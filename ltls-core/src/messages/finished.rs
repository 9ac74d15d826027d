//! Finished message (RFC 5246 Section 7.4.9).

use crate::codec::Emitter;
use crate::error::{Error, Result};
use crate::prf::VERIFY_DATA_LENGTH;
use crate::protocol::HandshakeType;

/// Finished message.
///
/// Contains `verify_data`, the PRF over the master secret and the
/// handshake transcript.
#[derive(Debug, Clone, PartialEq, Eq)]
pub struct Finished {
    /// Verify data
    pub verify_data: Vec<u8>,
}

impl Finished {
    pub fn new(verify_data: Vec<u8>) -> Self {
        Self { verify_data }
    }

    /// Append the handshake message to `out`.
    pub fn encode(&self, out: &mut Emitter) -> Result<()> {
        let msg = out.begin_handshake(HandshakeType::Finished);
        out.put_slice(&self.verify_data);
        out.patch_length(msg)
    }

    /// Decode a Finished body; exactly 12 bytes.
    pub fn decode(body: &[u8]) -> Result<Self> {
        if body.len() != VERIFY_DATA_LENGTH {
            return Err(Error::InvalidMessage(format!(
                "Finished verify data is {} bytes, expected {}",
                body.len(),
                VERIFY_DATA_LENGTH
            )));
        }
        Ok(Self {
            verify_data: body.to_vec(),
        })
    }
}

#[cfg(test)]
mod tests {
    use super::*;

    #[test]
    fn test_finished() {
        let finished = Finished::new(vec![0x77; 12]);
        let mut out = Emitter::new();
        finished.encode(&mut out).unwrap();
        let bytes = out.into_vec();
        assert_eq!(&bytes[..4], &[20, 0, 0, 12]);
        assert_eq!(Finished::decode(&bytes[4..]).unwrap(), finished);
    }

    #[test]
    fn test_finished_wrong_length() {
        assert!(Finished::decode(&[0; 11]).is_err());
        assert!(Finished::decode(&[0; 36]).is_err());
    }
}
//! QEMU `isa-debug-exit` device.

use super::io::outl;
use crate::config::QEMU_EXIT_PORT;

/// Exit status written to the debug-exit port. QEMU exits with
/// `(code << 1) | 1`.
#[derive(Debug, Clone, Copy, PartialEq, Eq)]
#[repr(u32)]
pub enum QemuExitCode {
    Success = 0x10,
    Failed = 0x11,
}

/// Ask QEMU to exit. Returns if no debug-exit device is present.
pub fn exit_qemu(code: QemuExitCode) {
    unsafe { outl(QEMU_EXIT_PORT, code as u32) };
}
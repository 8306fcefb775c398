//! Interrupt descriptor table.

use core::arch::asm;
use core::mem::size_of;
use lazy_static::lazy_static;

use super::traps;
use crate::config::{KERNEL_CODE_SELECTOR, SYSCALL_VECTOR};

/// 32-bit interrupt gate, present. Interrupt gates clear IF on entry, so
/// every kernel path runs with interrupts off.
const GATE_KERNEL: u8 = 0x8E;
/// Same gate reachable from ring 3 with `int`.
const GATE_USER: u8 = 0xEE;

#[derive(Debug, Clone, Copy)]
#[repr(C, packed)]
struct IdtEntry {
    offset_low: u16,
    selector: u16,
    zero: u8,
    type_attr: u8,
    offset_high: u16,
}

impl IdtEntry {
    const fn missing() -> Self {
        Self {
            offset_low: 0,
            selector: 0,
            zero: 0,
            type_attr: 0,
            offset_high: 0,
        }
    }

    fn new(handler: usize, type_attr: u8) -> Self {
        Self {
            offset_low: (handler & 0xFFFF) as u16,
            selector: KERNEL_CODE_SELECTOR,
            zero: 0,
            type_attr,
            offset_high: (handler >> 16) as u16,
        }
    }
}

#[repr(C, packed)]
struct DescriptorTablePointer {
    limit: u16,
    base: u32,
}

lazy_static! {
    static ref IDT: [IdtEntry; 256] = {
        let mut idt = [IdtEntry::missing(); 256];
        for (vector, stub) in traps::STUBS.iter() {
            let gate = if *vector == SYSCALL_VECTOR { GATE_USER } else { GATE_KERNEL };
            idt[*vector as usize] = IdtEntry::new(*stub as usize, gate);
        }
        idt
    };
}

/// Load the IDT: exceptions 0..=31, hardware IRQs and the syscall gate.
pub fn init() {
    let pointer = DescriptorTablePointer {
        limit: (size_of::<[IdtEntry; 256]>() - 1) as u16,
        base: IDT.as_ptr() as u32,
    };
    unsafe { asm!("lidt [{}]", in(reg) &pointer, options(readonly, nostack, preserves_flags)) };
    log::info!("[BOOT] IDT loaded ({} gates, syscall vector {:#x})", traps::STUBS.len(), SYSCALL_VECTOR);
}
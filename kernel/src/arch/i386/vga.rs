//! VGA text-mode console at 0xB8000.

use lazy_static::lazy_static;
use spin::Mutex;

const BUFFER_HEIGHT: usize = 25;
const BUFFER_WIDTH: usize = 80;
const VGA_BUFFER_ADDR: usize = 0xB8000;

/// Light grey on black.
const DEFAULT_COLOR: u8 = 0x07;

lazy_static! {
    pub static ref VGA_WRITER: Mutex<VgaWriter> = Mutex::new(VgaWriter::new());
}

pub struct VgaWriter {
    column: usize,
    row: usize,
    color: u8,
    buffer: *mut u8,
}

// The buffer is a fixed MMIO region and the writer is only reachable
// through VGA_WRITER's lock.
unsafe impl Send for VgaWriter {}

impl VgaWriter {
    const fn new() -> Self {
        Self {
            column: 0,
            row: 0,
            color: DEFAULT_COLOR,
            buffer: VGA_BUFFER_ADDR as *mut u8,
        }
    }

    fn cell(&mut self, row: usize, column: usize, byte: u8, color: u8) {
        let offset = (row * BUFFER_WIDTH + column) * 2;
        unsafe {
            core::ptr::write_volatile(self.buffer.add(offset), byte);
            core::ptr::write_volatile(self.buffer.add(offset + 1), color);
        }
    }

    pub fn write_byte(&mut self, byte: u8) {
        match byte {
            b'\n' => self.new_line(),
            b'\r' => self.column = 0,
            byte => {
                if self.column >= BUFFER_WIDTH {
                    self.new_line();
                }
                // Non-ASCII shows as a solid block.
                let byte = if (0x20..0x7F).contains(&byte) { byte } else { 0xFE };
                self.cell(self.row, self.column, byte, self.color);
                self.column += 1;
            }
        }
    }

    pub fn write_bytes(&mut self, bytes: &[u8]) {
        for &byte in bytes {
            self.write_byte(byte);
        }
    }

    fn new_line(&mut self) {
        self.column = 0;
        if self.row + 1 < BUFFER_HEIGHT {
            self.row += 1;
            return;
        }
        unsafe {
            core::ptr::copy(
                self.buffer.add(BUFFER_WIDTH * 2),
                self.buffer,
                (BUFFER_HEIGHT - 1) * BUFFER_WIDTH * 2,
            );
        }
        for column in 0..BUFFER_WIDTH {
            self.cell(BUFFER_HEIGHT - 1, column, b' ', self.color);
        }
    }

    pub fn clear_screen(&mut self) {
        for row in 0..BUFFER_HEIGHT {
            for column in 0..BUFFER_WIDTH {
                self.cell(row, column, b' ', self.color);
            }
        }
        self.row = 0;
        self.column = 0;
    }
}

impl core::fmt::Write for VgaWriter {
    fn write_str(&mut self, s: &str) -> core::fmt::Result {
        self.write_bytes(s.as_bytes());
        Ok(())
    }
}

/// Print to the VGA console.
#[macro_export]
macro_rules! vga_print {
    ($($arg:tt)*) => {
        $crate::arch::i386::vga::_print(format_args!($($arg)*))
    };
}

/// Print to the VGA console, with a newline.
#[macro_export]
macro_rules! vga_println {
    () => ($crate::vga_print!("\n"));
    ($($arg:tt)*) => ($crate::vga_print!("{}\n", format_args!($($arg)*)));
}

#[doc(hidden)]
pub fn _print(args: core::fmt::Arguments) {
    use core::fmt::Write;
    let _ = VGA_WRITER.lock().write_fmt(args);
}
//! i386 platform layer.
//!
//! Descriptor tables, the interrupt controllers and timer, trap entry,
//! the context switch and the consoles. Kernel paths run with interrupts
//! disabled; only the idle loop enables them.

pub mod gdt;
pub mod hal;
pub mod idt;
pub mod io;
pub mod pic;
pub mod pit;
pub mod qemu;
pub mod switch;
pub mod traps;
pub mod vga;

use core::arch::asm;
use spin::Mutex;

pub use hal::I386Hal;

use crate::kernel::Kernel;
use crate::process::KernelStacks;
use crate::scheduler::Dispatch;

/// Per-process kernel stacks. Trap handlers run on them, so they live
/// outside the kernel lock.
static KERNEL_STACKS: KernelStacks = KernelStacks::new();

/// The kernel instance. Trap handlers lock it, take a [`Dispatch`] and
/// release it before calling [`perform`].
pub static KERNEL: Mutex<Kernel<I386Hal>> = Mutex::new(Kernel::new(I386Hal, &KERNEL_STACKS));

/// Carry out a scheduler decision. The kernel lock must not be held.
pub fn perform(dispatch: Dispatch) {
    match dispatch {
        Dispatch::Idle | Dispatch::Resume => {}
        Dispatch::Switch(plan) => {
            // SAFETY: save_to points into KERNEL_STACKS rather than locked
            // state, and resume was produced by a previous switch or by
            // push_initial_frame. Interrupts are off on every trap path.
            unsafe { switch::switch_context(plan.save_to, plan.resume.0) };
        }
        Dispatch::AllExited => finish(),
    }
}

/// Log the exit report and stop.
pub fn finish() -> ! {
    let report = KERNEL.lock().exit_report();
    if report.passed() {
        log::info!("[BOOT] Self-check PASSED");
        crate::vga_println!("MiniOS: self-check passed ({} processes)", report.processes);
    } else {
        log::error!(
            "[BOOT] Self-check FAILED: {}/{} exited, {} runs",
            report.exited,
            report.processes,
            report.total_runs
        );
        crate::vga_println!("MiniOS: self-check FAILED");
    }

    #[cfg(feature = "qemu-exit")]
    qemu::exit_qemu(if report.passed() {
        qemu::QemuExitCode::Success
    } else {
        qemu::QemuExitCode::Failed
    });

    halt()
}

/// Stop the CPU for good.
pub fn halt() -> ! {
    loop {
        unsafe { asm!("cli", "hlt", options(nomem, nostack)) };
    }
}

/// Wait for interrupts forever.
pub fn idle() -> ! {
    loop {
        unsafe { asm!("sti", "hlt", options(nomem, nostack)) };
    }
}
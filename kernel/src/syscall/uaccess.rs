//! User pointer validation.
//!
//! Every address a system call receives from user code passes through
//! [`check_user_range`] before the kernel touches the memory behind it.

use super::SyscallError;
use crate::config::KERNEL_VIRTUAL_BASE;
use crate::memory::AddressSpace;
use crate::process::Pcb;

/// Check that `ptr..ptr+len` is safe to read on behalf of `caller`.
///
/// The range must be non-null, must not wrap, must end at or below the
/// kernel's reserved region, must be covered by present user mappings,
/// and must lie inside one of the caller's own regions.
pub fn check_user_range(
    space: &AddressSpace,
    caller: &Pcb,
    ptr: u32,
    len: u32,
) -> Result<(), SyscallError> {
    if ptr == 0 {
        return Err(SyscallError::BadAddress);
    }
    let end = ptr.checked_add(len).ok_or(SyscallError::BadAddress)?;
    if end > KERNEL_VIRTUAL_BASE {
        return Err(SyscallError::BadAddress);
    }
    if !space.is_user_range(ptr, len) || !caller.owns_range(ptr, len) {
        return Err(SyscallError::BadAddress);
    }
    Ok(())
}

#[cfg(test)]
mod tests {
    use super::*;
    use crate::process::ProcessTable;
    use crate::tests::mock::{boot_memory, kernel_stacks};

    #[test]
    fn test_range_checks() {
        let (mut space, mut frames, mut hal) = boot_memory(128);
        let mut table = ProcessTable::new(kernel_stacks());
        let a = table.create("a", 16, &mut space, &mut frames, &mut hal).unwrap();
        let b = table.create("b", 16, &mut space, &mut frames, &mut hal).unwrap();
        let pa = table.get(a).unwrap();
        let pb = table.get(b).unwrap();

        assert_eq!(check_user_range(&space, pa, 0x4000_0010, 16), Ok(()));
        assert_eq!(check_user_range(&space, pa, 0xBFFF_EFF0, 16), Ok(()));
        assert_eq!(check_user_range(&space, pa, 0, 16), Err(SyscallError::BadAddress));
        assert_eq!(
            check_user_range(&space, pa, KERNEL_VIRTUAL_BASE, 2),
            Err(SyscallError::BadAddress)
        );
        assert_eq!(
            check_user_range(&space, pa, 0xFFFF_FFF0, 0x20),
            Err(SyscallError::BadAddress)
        );
        // Straddles the end of the code region.
        assert_eq!(
            check_user_range(&space, pa, 0x403F_FFFF, 2),
            Err(SyscallError::BadAddress)
        );
        // Another process's region is mapped user-accessible but not owned.
        assert_eq!(
            check_user_range(&space, pa, 0x4040_0000, 4),
            Err(SyscallError::BadAddress)
        );
        assert_eq!(check_user_range(&space, pb, 0x4040_0000, 4), Ok(()));
        // Kernel identity window.
        assert_eq!(check_user_range(&space, pa, 0xB8000, 4), Err(SyscallError::BadAddress));
    }
}
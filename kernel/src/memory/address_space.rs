//! Address-space builder.
//!
//! A single page directory shared by the kernel and every process:
//!
//! | Directory index        | Virtual range              | Owner              |
//! |------------------------|----------------------------|--------------------|
//! | 0..=3                  | 0x0000_0000..0x0100_0000   | kernel (identity)  |
//! | 256 + slot             | 0x4000_0000 + slot * 4 MiB | process code       |
//! | 767 - slot             | 0xBFC0_0000 - slot * 4 MiB | process stack      |
//! | 768..                  | 0xC000_0000..              | kernel reserved    |

use super::{FrameAllocator, PageDirectory, PageDirectoryEntry, PdeFlags, PhysAddr, VirtAddr};
use crate::arch::Hal;
use crate::config::{
    FRAME_SIZE, KERNEL_IDENTITY_ENTRIES, KERNEL_VIRTUAL_BASE, MAX_PROCESSES, USER_CODE_PDE_BASE,
    USER_STACK_PDE_TOP,
};
use core::fmt;

/// What a process region is used for.
#[derive(Debug, Clone, Copy, PartialEq, Eq)]
pub enum RegionPurpose {
    Code,
    Stack,
}

/// Address-space errors.
#[derive(Debug, Clone, Copy, PartialEq, Eq)]
pub enum MapError {
    /// Slot index beyond the process capacity.
    SlotOutOfRange,
    /// The directory entry for this slot is already in use.
    AlreadyMapped,
    /// The directory entry does not hold the expected mapping.
    NotMapped,
}

impl fmt::Display for MapError {
    fn fmt(&self, f: &mut fmt::Formatter<'_>) -> fmt::Result {
        match self {
            Self::SlotOutOfRange => write!(f, "process slot out of range"),
            Self::AlreadyMapped => write!(f, "region already mapped"),
            Self::NotMapped => write!(f, "region not mapped"),
        }
    }
}

/// A user region installed for one process.
#[derive(Debug, Clone, Copy, PartialEq, Eq)]
pub struct MappedRegion {
    pub purpose: RegionPurpose,
    /// Directory index holding the mapping.
    pub index: usize,
    /// Virtual base of the region.
    pub base: VirtAddr,
    /// Backing physical frame.
    pub frame: PhysAddr,
}

impl MappedRegion {
    /// Exclusive virtual end of the region.
    pub fn end(&self) -> u64 {
        self.base.as_u32() as u64 + FRAME_SIZE as u64
    }

    /// Whether `addr..addr+len` lies entirely inside this region.
    pub fn contains(&self, addr: u32, len: u32) -> bool {
        let start = addr as u64;
        start >= self.base.as_u32() as u64 && start + len as u64 <= self.end()
    }
}

/// The kernel's page directory and the bookkeeping around it.
pub struct AddressSpace {
    directory: PageDirectory,
    active: bool,
}

impl AddressSpace {
    pub const fn new() -> Self {
        Self {
            directory: PageDirectory::new(),
            active: false,
        }
    }

    /// Build the kernel identity window and turn on translation.
    ///
    /// Claims the frames backing the window so they are never handed to
    /// a process.
    pub fn init<H: Hal>(&mut self, frames: &mut FrameAllocator, hal: &mut H) {
        self.directory.clear();

        for index in 0..KERNEL_IDENTITY_ENTRIES {
            let frame = PhysAddr::from_frame_index(index);
            self.directory
                .set_entry(index, PageDirectoryEntry::new(frame, PdeFlags::KERNEL_4MB));
        }
        let claimed = frames.reserve_range(0, (KERNEL_IDENTITY_ENTRIES * FRAME_SIZE) as u64);

        hal.activate_paging(&self.directory);
        self.active = true;

        log::info!(
            "[VMM] Identity-mapped {} MiB for the kernel ({} frames claimed), paging on",
            KERNEL_IDENTITY_ENTRIES * FRAME_SIZE / (1024 * 1024),
            claimed
        );
    }

    /// Directory index for a process region.
    ///
    /// Code regions grow up from index 256 and stack regions grow down
    /// from index 767, so distinct slots never share an entry.
    pub fn region_index(slot: usize, purpose: RegionPurpose) -> Result<usize, MapError> {
        if slot >= MAX_PROCESSES {
            return Err(MapError::SlotOutOfRange);
        }
        Ok(match purpose {
            RegionPurpose::Code => USER_CODE_PDE_BASE + slot,
            RegionPurpose::Stack => USER_STACK_PDE_TOP - slot,
        })
    }

    /// Back a process region with a fresh frame and map it user-accessible.
    ///
    /// Frame exhaustion is fatal (see [`FrameAllocator::alloc`]).
    pub fn map_process_region<H: Hal>(
        &mut self,
        slot: usize,
        purpose: RegionPurpose,
        frames: &mut FrameAllocator,
        hal: &mut H,
    ) -> Result<MappedRegion, MapError> {
        let index = Self::region_index(slot, purpose)?;
        if !self.directory.entry(index).is_unused() {
            return Err(MapError::AlreadyMapped);
        }

        let frame = frames.alloc();
        self.directory
            .set_entry(index, PageDirectoryEntry::new(frame, PdeFlags::USER_4MB));

        let base = VirtAddr::from_directory_index(index);
        if self.active {
            hal.flush_tlb(base);
        }

        log::debug!(
            "[VMM] Slot {} {:?} region: PDE {} -> {} at {}",
            slot,
            purpose,
            index,
            frame,
            base
        );

        Ok(MappedRegion {
            purpose,
            index,
            base,
            frame,
        })
    }

    /// Remove a process region and return its frame to the allocator.
    pub fn unmap_region<H: Hal>(
        &mut self,
        region: &MappedRegion,
        frames: &mut FrameAllocator,
        hal: &mut H,
    ) -> Result<(), MapError> {
        if self.directory.entry(region.index).frame() != Some(region.frame) {
            return Err(MapError::NotMapped);
        }

        self.directory.set_entry(region.index, PageDirectoryEntry::empty());
        if self.active {
            hal.flush_tlb(region.base);
        }
        if let Err(err) = frames.free(region.frame) {
            log::warn!("[VMM] Unmapped {} but its frame was not owned: {}", region.base, err);
        }

        log::debug!("[VMM] Unmapped PDE {} ({})", region.index, region.base);
        Ok(())
    }

    pub fn translate(&self, virt: VirtAddr) -> Option<PhysAddr> {
        self.directory.translate(virt)
    }

    /// Whether `addr..addr+len` lies below the kernel's reserved region,
    /// does not wrap, and is covered by present user mappings.
    pub fn is_user_range(&self, addr: u32, len: u32) -> bool {
        let Some(end) = addr.checked_add(len) else {
            return false;
        };
        if end > KERNEL_VIRTUAL_BASE {
            return false;
        }
        if len == 0 {
            return true;
        }

        let first = VirtAddr::new(addr).directory_index();
        let last = VirtAddr::new(end - 1).directory_index();
        (first..=last).all(|index| {
            let flags = self.directory.entry(index).flags();
            flags.contains(PdeFlags::PRESENT | PdeFlags::USER)
        })
    }

    pub fn directory(&self) -> &PageDirectory {
        &self.directory
    }

    /// Whether paging has been turned on for this directory.
    pub fn is_active(&self) -> bool {
        self.active
    }
}

impl Default for AddressSpace {
    fn default() -> Self {
        Self::new()
    }
}
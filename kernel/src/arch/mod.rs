//! Architecture abstraction.
//!
//! The core kernel reaches hardware only through [`Hal`]. The i386
//! implementation lives in `i386`; host tests supply a mock.

#[cfg(target_arch = "x86")]
pub mod i386;
pub mod multiboot;

use crate::memory::{PageDirectory, VirtAddr};

/// Hardware operations the memory, process and syscall layers need.
pub trait Hal {
    /// Load `directory` and enable paging with 4 MiB pages.
    fn activate_paging(&mut self, directory: &PageDirectory);

    /// Drop any cached translation for the page containing `addr`.
    fn flush_tlb(&mut self, addr: VirtAddr);

    /// Stack pointer the CPU loads on the next ring 3 to ring 0 transition.
    fn set_kernel_stack(&mut self, top: usize);

    /// Address the switch path returns to for a process that has never run.
    fn user_entry_trampoline(&self) -> usize;

    /// Copy `src` to user memory at `dst`, translated through `directory`.
    ///
    /// The caller has already checked that the range is mapped.
    fn copy_to_user(&mut self, directory: &PageDirectory, dst: VirtAddr, src: &[u8]);

    /// Copy user memory at `src` into `dst`, translated through `directory`.
    ///
    /// The caller has already checked that the range is mapped.
    fn copy_from_user(&mut self, directory: &PageDirectory, src: VirtAddr, dst: &mut [u8]);

    /// Console collaborator behind `sys_write`.
    fn console_write(&mut self, bytes: &[u8]);
}
//! MiniOS Kernel
//!
//! Boot sequence:
//!
//! 1. A Multiboot loader (GRUB, or QEMU `-kernel`) jumps to `_start`
//! 2. Serial console and logger, VGA console
//! 3. GDT with TSS, IDT, PIC remap, PIT at 100 Hz
//! 4. Memory map from the loader, frame allocator, paging
//! 5. Embedded programs spawned from the manifest
//! 6. Scheduler started; the boot context is never resumed
//!
//! When every process has exited the kernel logs the exit report and
//! halts, or exits QEMU with the self-check verdict (`qemu-exit`).

#![no_std]
#![no_main]
#![deny(unsafe_op_in_unsafe_fn)]

#[cfg(not(target_arch = "x86"))]
compile_error!("the kernel binary is built for the i686-minios target");

mod boot;

use core::panic::PanicInfo;

use minios_kernel::arch::i386::{self, gdt, idt, pic, pit, vga, KERNEL};
use minios_kernel::arch::multiboot;
use minios_kernel::config::TIMER_FREQUENCY;
use minios_kernel::programs::MANIFEST;
use minios_kernel::{serial, serial_println, vga_println};

/// Rust entry point, called from `_start`.
#[no_mangle]
extern "C" fn kmain(magic: u32, info_addr: u32) -> ! {
    // Phase 1: consoles
    serial::init();
    serial::init_logger();
    vga::VGA_WRITER.lock().clear_screen();
    vga_println!("MiniOS {}", env!("CARGO_PKG_VERSION"));
    log::info!("[BOOT] MiniOS kernel {}", env!("CARGO_PKG_VERSION"));

    // Phase 2: descriptor tables and interrupt sources
    gdt::init();
    idt::init();
    pic::init();
    pit::init(TIMER_FREQUENCY);

    // Phase 3: memory map, read before paging hides anything above 16 MiB
    let map = match unsafe { multiboot::from_loader(magic, info_addr) } {
        Ok(map) => map,
        Err(err) => panic!("[BOOT] {}", err),
    };
    log::info!(
        "[BOOT] {} MiB physical memory, {} regions",
        map.total_memory / (1024 * 1024),
        map.regions().len()
    );

    // Phase 4: kernel state and processes
    let dispatch = {
        let mut kernel = KERNEL.lock();
        kernel.boot(&map);
        let spawned = kernel.spawn_all(MANIFEST);
        log::info!("[BOOT] Spawned {}/{} programs", spawned, MANIFEST.len());
        kernel.start()
    };

    // Phase 5: hand the CPU to the first process
    i386::perform(dispatch);

    log::warn!("[BOOT] Nothing to run, idling");
    i386::idle()
}

#[panic_handler]
fn panic(info: &PanicInfo) -> ! {
    // The panic may have interrupted a holder of either console lock.
    unsafe {
        serial::SERIAL1.force_unlock();
        vga::VGA_WRITER.force_unlock();
    }

    serial_println!();
    serial_println!("========================================");
    serial_println!("KERNEL PANIC");
    serial_println!("========================================");
    if let Some(location) = info.location() {
        serial_println!(
            "Location: {}:{}:{}",
            location.file(),
            location.line(),
            location.column()
        );
    }
    serial_println!("Message: {}", info.message());
    serial_println!("System halted.");

    vga_println!("KERNEL PANIC: {}", info.message());

    #[cfg(feature = "qemu-exit")]
    i386::qemu::exit_qemu(i386::qemu::QemuExitCode::Failed);

    i386::halt()
}
//! System call handlers.

use super::uaccess::check_user_range;
use super::{SyscallContext, SyscallEnv, SyscallError, SyscallNumber, SyscallOutcome, SyscallResult};
use crate::arch::Hal;
use crate::config::WRITE_CHUNK_SIZE;
use crate::memory::VirtAddr;
use crate::process::ProcessState;

const STDOUT: u32 = 1;
const STDERR: u32 = 2;

/// Handle a system call.
pub fn handle<H: Hal>(
    syscall: SyscallNumber,
    ctx: &SyscallContext,
    env: &mut SyscallEnv<'_, H>,
) -> SyscallResult {
    match syscall {
        SyscallNumber::Exit => handle_exit(ctx, env),
        SyscallNumber::Write => handle_write(ctx, env),
        SyscallNumber::GetTickCount => handle_get_tick_count(env),
        SyscallNumber::GetPid => handle_getpid(env),
    }
}

/// Exit the current process and hand the CPU to the scheduler.
fn handle_exit<H: Hal>(ctx: &SyscallContext, env: &mut SyscallEnv<'_, H>) -> SyscallResult {
    let exit_code = ctx.arg1 as i32;
    let pcb = env.table.running_mut().ok_or(SyscallError::NoProcess)?;
    pcb.state = ProcessState::Exited;
    pcb.exit_code = Some(exit_code);
    log::info!(
        "[SYSCALL] pid {} '{}' exited with code {} after {} quanta",
        pcb.id,
        pcb.name(),
        exit_code,
        pcb.run_count
    );

    let dispatch = env.scheduler.schedule(env.table, env.hal);
    Ok(SyscallOutcome::Dispatch(dispatch))
}

/// Write a user buffer to the console.
fn handle_write<H: Hal>(ctx: &SyscallContext, env: &mut SyscallEnv<'_, H>) -> SyscallResult {
    let fd = ctx.arg1;
    let buf = ctx.arg2;
    let len = ctx.arg3;

    if fd != STDOUT && fd != STDERR {
        log::warn!("[SYSCALL] write: invalid fd {}", fd);
        return Err(SyscallError::InvalidArgument);
    }

    let caller = env.table.running().ok_or(SyscallError::NoProcess)?;
    if let Err(err) = check_user_range(env.space, caller, buf, len) {
        log::warn!(
            "[SYSCALL] write: pid {} passed invalid buffer {:#x} with count {}",
            caller.id,
            buf,
            len
        );
        return Err(err);
    }
    if len == 0 {
        return Ok(SyscallOutcome::Return(0));
    }

    log::debug!("[SYSCALL] write: fd={} buf={:#x} count={}", fd, buf, len);

    let mut chunk = [0u8; WRITE_CHUNK_SIZE];
    let mut offset = 0u32;
    while offset < len {
        let n = ((len - offset) as usize).min(WRITE_CHUNK_SIZE);
        env.hal
            .copy_from_user(env.space.directory(), VirtAddr::new(buf + offset), &mut chunk[..n]);
        env.hal.console_write(&chunk[..n]);
        offset += n as u32;
    }

    Ok(SyscallOutcome::Return(len as i32))
}

/// Return the id of the calling process.
fn handle_getpid<H: Hal>(env: &mut SyscallEnv<'_, H>) -> SyscallResult {
    let pid = env.table.running().map_or(0, |pcb| pcb.id.as_u32());
    Ok(SyscallOutcome::Return(pid as i32))
}

/// Return the timer tick counter, masked to stay non-negative.
fn handle_get_tick_count<H: Hal>(env: &mut SyscallEnv<'_, H>) -> SyscallResult {
    Ok(SyscallOutcome::Return((env.ticks & 0x7FFF_FFFF) as i32))
}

···

> _WHAT TO WORK ON_: Could you show every line of the listing that holds the string "Emitter"?

> _TASK OUTPUT_:
use crate::codec::Emitter;
    pub fn encode(&self, out: &mut Emitter) -> Result<()> {
        let mut out = Emitter::new();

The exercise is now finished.